Reproduce the entries below exactly, but only from the line containing "returned no usable" to the line containing "GEMINI_MODEL_NAME or \", inclusive.

(Collected data entries)
== Segment start ==
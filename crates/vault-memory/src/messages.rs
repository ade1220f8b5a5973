//! User-facing text returned by the memory engine.

pub const SURFACED_HEADER: &str = "Here's what surfaced:";

pub const NO_MATCH: &str = "Memory couldn't link that question to a note yet. \
     Try a different keyword or capture the details in a note first.";

pub const EMPTY_VAULT: &str =
    "Your vault is empty so far. Capture a note and Memory will start indexing it.";

pub const EMPTY_QUESTION: &str = "Ask a question before invoking Memory.";

pub const MISSING_KEY: &str = "Gemini answers unlock once GEMINI_API_KEY is configured.";

pub const DETERMINISTIC_MODE: &str =
    "Memory is running in deterministic mode, so it shared local recall.";

pub const REJECTED_KEY: &str = "Gemini rejected the request. Double-check GEMINI_API_KEY \
     permissions. Showing local recall instead.";

pub const UNAVAILABLE: &str = "Gemini was unavailable, so Memory shared local recall instead.";

pub const UNUSABLE: &str =
    "Gemini returned no usable matches, so Memory surfaced the closest tags locally.";

/// Shown when the configured model does not exist.
pub fn model_not_found(model: &str) -> String {
    format!(
        "Gemini couldn't find the configured model ({}). Update GEMINI_MODEL_NAME or \
         switch to `gemini-2.5-flash-lite`. Showing local recall instead.",
        model
    )
}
== Segment end ==
### Solved exercise
    "Gemini returned no usable matches, so Memory surfaced the closest tags locally.";

/// Shown when the configured model does not exist.
pub fn model_not_found(model: &str) -> String {
    format!(
        "Gemini couldn't find the configured model ({}). Update GEMINI_MODEL_NAME or \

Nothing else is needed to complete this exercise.